Suppose you wanted to build a social media platform where vote weight is proportional to current balance. This is something that requires the social media account to have the ability to read your balance and modify someone else’s post vote totals. In the ideal world it would be nice for @alice to vote for @bob while @sam is voting for @bill. This could be achieved as follows:

void apply_social_vote() {
   readMessage( vote );
   if( vote.for == thisContract() ) {
      load( thisContract(), vote.postid, post );
      post.totalvotes += vote.weight;
      store( vote.postid, post );
   } 
   
   if( vote.voter == thisAccount() ) {
      static uint64_t balance = 0;
      load( "simplecoin", "balance", balance );
      assert( balance >= vote.weight, “insufficient balance for vote weight” );
   }
}

In this case the contract code does two different things depending upon which data it is operating on. If it is operating on the receiver of the vote, then it increments the total votes. If it is operating on the sender, then it simply verifies the vote.weight <= the balance.

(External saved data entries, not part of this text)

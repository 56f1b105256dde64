//! Lexical type inference for raw parameter text.
//!
//! Inference runs as an ordered predicate chain: boolean literal first, then
//! the loose numeric test, then string. It operates on the raw (still
//! percent-encoded) text; only the string arm decodes.

use std::str::Utf8Error;

use super::decode;
use crate::config::Config;
use crate::value::Value;

pub(crate) fn infer(raw: Option<&str>, config: Config) -> Result<Value, Utf8Error> {
    let Some(raw) = raw else {
        // a pair without `=` has no value at all
        return Ok(Value::Undefined);
    };

    // boolean literal: exact, case-sensitive, whole-string
    match raw {
        "true" => return Ok(Value::Bool(true)),
        "false" => return Ok(Value::Bool(false)),
        _ => {}
    }

    if is_numeric(raw) {
        return Ok(numeric(raw));
    }

    decode::decode(raw, config.space_as_plus).map(Value::String)
}

/// The loose numeric test: after trimming ASCII whitespace the text is empty
/// (it coerces to zero) or parses wholly as a finite `f64`. `NaN` and
/// infinite forms fail the test and stay strings.
fn is_numeric(raw: &str) -> bool {
    let trimmed = raw.trim_ascii();
    if trimmed.is_empty() {
        return true;
    }
    matches!(trimmed.parse::<f64>(), Ok(n) if n.is_finite())
}

fn numeric(raw: &str) -> Value {
    let trimmed = raw.trim_ascii();
    if raw.contains('.') {
        // the numeric test already accepted the whole text
        match trimmed.parse::<f64>() {
            Ok(f) => Value::Float(f),
            Err(_) => Value::Undefined,
        }
    } else {
        integer(trimmed)
    }
}

/// Integer production: optional sign, then the longest leading digit run.
/// No digits coerces to nothing at all; a run overflowing `i64` degrades to
/// a float approximation.
fn integer(trimmed: &str) -> Value {
    let (negative, rest) = match trimmed.as_bytes().first() {
        Some(b'-') => (true, &trimmed[1..]),
        Some(b'+') => (false, &trimmed[1..]),
        _ => (false, trimmed),
    };
    let len = rest
        .as_bytes()
        .iter()
        .take_while(|b| b.is_ascii_digit())
        .count();
    if len == 0 {
        return Value::Undefined;
    }

    let run = &rest[..len];
    match run.parse::<i64>() {
        Ok(n) => Value::Int(if negative { -n } else { n }),
        Err(_) => match run.parse::<f64>() {
            Ok(f) => Value::Float(if negative { -f } else { f }),
            Err(_) => Value::Undefined,
        },
    }
}

#[cfg(test)]
mod test {
    use pretty_assertions::assert_eq;

    use super::infer;
    use crate::config::Config;
    use crate::value::Value;

    fn infer_default(raw: &str) -> Value {
        infer(Some(raw), Config::new()).unwrap()
    }

    #[test]
    fn boolean_literals() {
        assert_eq!(infer_default("true"), Value::Bool(true));
        assert_eq!(infer_default("false"), Value::Bool(false));
        // whole-string and case-sensitive only
        assert_eq!(infer_default("True"), Value::String("True".to_owned()));
        assert_eq!(infer_default("truex"), Value::String("truex".to_owned()));
    }

    #[test]
    fn integers() {
        assert_eq!(infer_default("12"), Value::Int(12));
        assert_eq!(infer_default("-5"), Value::Int(-5));
        assert_eq!(infer_default("+7"), Value::Int(7));
        assert_eq!(infer_default(" 12 "), Value::Int(12));
    }

    #[test]
    fn integer_takes_leading_digit_run() {
        // `1e3` passes the numeric test but has no `.`, so only the digits
        // before the exponent survive
        assert_eq!(infer_default("1e3"), Value::Int(1));
        assert_eq!(infer_default("2e-4"), Value::Int(2));
    }

    #[test]
    fn integer_overflow_degrades_to_float() {
        assert_eq!(
            infer_default("9223372036854775808"),
            Value::Float(9223372036854775808.0)
        );
    }

    #[test]
    fn floats() {
        assert_eq!(infer_default("3.14"), Value::Float(3.14));
        assert_eq!(infer_default("-0.5"), Value::Float(-0.5));
        assert_eq!(infer_default(".5"), Value::Float(0.5));
        assert_eq!(infer_default("5."), Value::Float(5.0));
        assert_eq!(infer_default("0.1e2"), Value::Float(10.0));
    }

    #[test]
    fn empty_coerces_to_nothing() {
        // "" passes the loose numeric test but produces no digits
        assert_eq!(infer_default(""), Value::Undefined);
        assert_eq!(infer_default("   "), Value::Undefined);
        assert_eq!(infer(None, Config::new()).unwrap(), Value::Undefined);
    }

    #[test]
    fn non_numeric_text_stays_string() {
        assert_eq!(infer_default("hello"), Value::String("hello".to_owned()));
        assert_eq!(infer_default("NaN"), Value::String("NaN".to_owned()));
        assert_eq!(infer_default("inf"), Value::String("inf".to_owned()));
        assert_eq!(infer_default("0x10"), Value::String("0x10".to_owned()));
        assert_eq!(infer_default("12abc"), Value::String("12abc".to_owned()));
    }

    #[test]
    fn string_arm_percent_decodes() {
        assert_eq!(
            infer_default("hello%20world"),
            Value::String("hello world".to_owned())
        );
        // text that only becomes numeric after decoding stays a string
        assert_eq!(infer_default("%32"), Value::String("2".to_owned()));
    }
}
use std::io::Write;

use crate::error::Result;
use crate::value::QueryMap;

/// Configuration for parsing and stringification behavior.
///
/// ## Falsy collapse
///
/// The `collapse_falsy` parameter controls the compatibility behavior where
/// any falsy parsed value (`false`, `0`, `0.0`) is replaced by
/// [`Value::Undefined`](crate::Value::Undefined), making it
/// indistinguishable from a missing value. It is on by default; turning it
/// off keeps legitimate `false` and `0` parameters. A key with a missing
/// value parses to `Undefined` under either setting.
///
/// Default value: `collapse_falsy = true`
///
/// ```
/// use typed_qs::{Config, Value};
///
/// let config = Config { collapse_falsy: false, ..Default::default() };
/// let params = config.parse_str("a=0").unwrap();
/// assert_eq!(params["a"], Value::Int(0));
/// ```
///
/// ## Space handling
///
/// By default, spaces in string values are percent-encoded as `%20` when
/// stringifying, and a literal `+` decodes to itself when parsing. With
/// `space_as_plus`, spaces are written as `+` and `+` decodes to a space,
/// matching form-style query strings. A percent-encoded `%2B` decodes to a
/// literal `+` under either setting.
///
/// Default value: `space_as_plus = false`
#[derive(Clone, Copy, Debug)]
pub struct Config {
    pub collapse_falsy: bool,
    pub space_as_plus: bool,
}

impl Default for Config {
    fn default() -> Self {
        Self::new()
    }
}

impl Config {
    pub const fn new() -> Self {
        Self {
            collapse_falsy: true,
            space_as_plus: false,
        }
    }

    /// Specifies whether falsy parsed values collapse to
    /// [`Value::Undefined`](crate::Value::Undefined). Default is `true`.
    pub const fn collapse_falsy(mut self, collapse_falsy: bool) -> Self {
        self.collapse_falsy = collapse_falsy;
        self
    }

    /// Specifies whether a space is written as `+` and `+` is decoded to a
    /// space. Default is `false`.
    pub const fn space_as_plus(mut self, space_as_plus: bool) -> Self {
        self.space_as_plus = space_as_plus;
        self
    }

    /// Parses query parameters out of `input` using this `Config`.
    pub fn parse_str(self, input: &str) -> Result<QueryMap> {
        crate::de::parse_with(input, self)
    }

    /// Serializes `params` to a query string using this `Config`.
    pub fn stringify(self, params: &QueryMap) -> Result<String> {
        self.stringify_with_base(params, "")
    }

    /// Serializes `params` to a query string appended to `base_url` using
    /// this `Config`.
    pub fn stringify_with_base(self, params: &QueryMap, base_url: &str) -> Result<String> {
        // initialize the buffer with 128 bytes
        // this is a guess based on what `serde_json` does
        let mut buffer = Vec::with_capacity(128);
        self.stringify_to_writer(params, base_url, &mut buffer)?;
        String::from_utf8(buffer).map_err(crate::Error::from)
    }

    /// Serializes `params` into a writer using this `Config`.
    pub fn stringify_to_writer<W: Write>(
        self,
        params: &QueryMap,
        base_url: &str,
        writer: &mut W,
    ) -> Result<()> {
        crate::ser::write_query(params, base_url, self, writer)
    }
}
use criterion::{black_box, criterion_group, criterion_main, Criterion};
use typed_qs::{QueryMap, Value};

fn parse_flat(c: &mut Criterion) {
    let query = "page=2&exact=true&q=hello&ratio=0.5&token=abc123";

    c.bench_function("parse_flat", |b| {
        b.iter(|| typed_qs::parse(black_box(query)).unwrap())
    });
}

fn parse_encoded_strings(c: &mut Criterion) {
    let query = "q=hello%20world%20this%20is%20a%20fairly%20long%20search%20phrase&\
                 title=caf%C3%A9%20au%20lait&path=%2Fusr%2Flocal%2Fbin";

    c.bench_function("parse_encoded_strings", |b| {
        b.iter(|| typed_qs::parse(black_box(query)).unwrap())
    });
}

fn parse_with_full_url(c: &mut Criterion) {
    let url = "https://example.com/search?page=2&exact=true&q=hello&ratio=0.5";

    c.bench_function("parse_with_full_url", |b| {
        b.iter(|| typed_qs::parse(black_box(url)).unwrap())
    });
}

fn parse_many_pairs(c: &mut Criterion) {
    let query = (0..100)
        .map(|i| format!("key{}={}", i, i))
        .collect::<Vec<_>>()
        .join("&");

    c.bench_function("parse_many_pairs", |b| {
        b.iter(|| typed_qs::parse(black_box(&query)).unwrap())
    });
}

fn stringify_flat(c: &mut Criterion) {
    let mut params = QueryMap::new();
    params.insert("page".to_owned(), Value::Int(2));
    params.insert("exact".to_owned(), Value::Bool(true));
    params.insert("q".to_owned(), Value::String("hello".to_owned()));
    params.insert("ratio".to_owned(), Value::Float(0.5));

    c.bench_function("stringify_flat", |b| {
        b.iter(|| typed_qs::stringify(black_box(&params)).unwrap())
    });
}

fn stringify_string_heavy(c: &mut Criterion) {
    let mut params = QueryMap::new();
    params.insert(
        "q".to_owned(),
        Value::String("hello world this is a fairly long search phrase".to_owned()),
    );
    params.insert("title".to_owned(), Value::String("café au lait".to_owned()));
    params.insert("path".to_owned(), Value::String("/usr/local/bin".to_owned()));

    c.bench_function("stringify_string_heavy", |b| {
        b.iter(|| typed_qs::stringify(black_box(&params)).unwrap())
    });
}

criterion_group!(
    parse,
    parse_flat,
    parse_encoded_strings,
    parse_with_full_url,
    parse_many_pairs
);

criterion_group!(stringify, stringify_flat, stringify_string_heavy);

criterion_main!(parse, stringify);
use typed_qs::{Config, Value};

fn main() -> typed_qs::Result<()> {
    let params = typed_qs::parse("https://example.com/search?page=2&exact=true&q=rust%20crates")?;
    for (key, value) in &params {
        println!("{key}: {value:?}");
    }

    let url = typed_qs::stringify_with_base(&params, "https://example.com/search")?;
    println!("{url}");

    // opting out of the falsy collapse keeps zero and false values
    let params = Config::new()
        .collapse_falsy(false)
        .parse_str("debug=false&retries=0")?;
    assert_eq!(params["debug"], Value::Bool(false));
    assert_eq!(params["retries"], Value::Int(0));

    Ok(())
}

It should be noted that the vote receiver is still unable to read the vote giver’s balance. However, in this model two votes can be processed by 4 different accounts in parallel and it will work so long as the voter reports a vote weight that is accurate.

While it may not be possible to read someone else’s balance while modifying your state, it is possible to read your own balance from the “simplecoin” contract from within the “social” contract.

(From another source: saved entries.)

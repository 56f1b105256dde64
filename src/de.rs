//! Parsing support for querystrings.

mod decode;
mod infer;

use crate::config::Config;
use crate::error::{Error, Result};
use crate::value::{QueryMap, Value};

/// Parses the query parameters of `url` into a [`QueryMap`].
///
/// The query segment is the text between the first and second `?` when that
/// text is non-empty; otherwise the text before the first `?` is parsed in
/// its place, so an input with no `?` at all is parsed whole. This fallback
/// is deliberate and kept for compatibility.
///
/// ```
/// use typed_qs::Value;
///
/// let params = typed_qs::parse("foo?a=1&b=true&c=hello").unwrap();
/// assert_eq!(params["a"], Value::Int(1));
/// assert_eq!(params["b"], Value::Bool(true));
/// assert_eq!(params["c"], Value::String("hello".to_owned()));
/// ```
///
/// Note the falsy collapse documented at the crate level: with the default
/// [`Config`], `parse("a=0")` yields [`Value::Undefined`], not `Int(0)`.
pub fn parse(url: &str) -> Result<QueryMap> {
    Config::new().parse_str(url)
}

pub(crate) fn parse_with(url: &str, config: Config) -> Result<QueryMap> {
    let query = locate_query(url);
    let mut params = QueryMap::default();

    let mut offset = 0;
    for pair in query.split('&') {
        // only the first two `=`-delimited segments are used; any further
        // ones are silently dropped
        let mut segments = pair.split('=');
        let key = segments.next().unwrap_or_default();
        let raw_value = segments.next();

        let inferred = infer::infer(raw_value, config)
            .map_err(|err| Error::parse_err(format_args!("invalid utf-8 in value: {err}"), offset))?;
        let value = if config.collapse_falsy && inferred.is_falsy() {
            Value::Undefined
        } else {
            inferred
        };

        #[cfg(feature = "debug_parsed")]
        tracing::debug!(key, value = ?value, "parsed pair");

        // a repeated key overwrites the earlier value but keeps its position
        params.insert(key.to_owned(), value);
        offset += pair.len() + 1;
    }

    Ok(params)
}

/// Picks the segment of `url` to parse: the text between the first and
/// second `?` when non-empty, else the text before the first `?`.
fn locate_query(url: &str) -> &str {
    let mut segments = url.split('?');
    let before = segments.next().unwrap_or_default();
    match segments.next() {
        Some(query) if !query.is_empty() => query,
        _ => before,
    }
}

What is everything so complicated?

As programmers we would love to read whatever we want, whenever we want, and let the computer figure things out. The naive approach is to simply put locks around data. If two people “happen” to read the data at the same time, then one will wait for the other. Unfortunately for blockchain developers, the outcome of these race conditions is not deterministic and therefore could break consensus.

A New Hope

There is a way to allow one account to read another account’s balance; the transaction can declare that it requires read access. The blockchain’s transaction scheduler can then ensure that no one that requires write access will execute code at the same time. Using the old approach to simplecoin (one contract owning all the data), this would create a lot of congestion around that contract as everyone needing to read would be blocking those who want to write and everyone would be bottlenecked by a single contract.

However, using the new approach to simplecoin, the probability that two transactions need to access the same account data at the same time is much lower. This will reduce lock contention and maximize throughput.

Conclusion

Parallelism is hard, especially when you need things to be deterministic while accessing shared data. Fortunately, there are solutions available and design patterns proven by those who design GPUs and computer graphics algorithms.

Disclaimer Nothing in this blog post should be construed to imply any particular feature or functionality of the EOS.IO software. All software designs subject to change as necessary.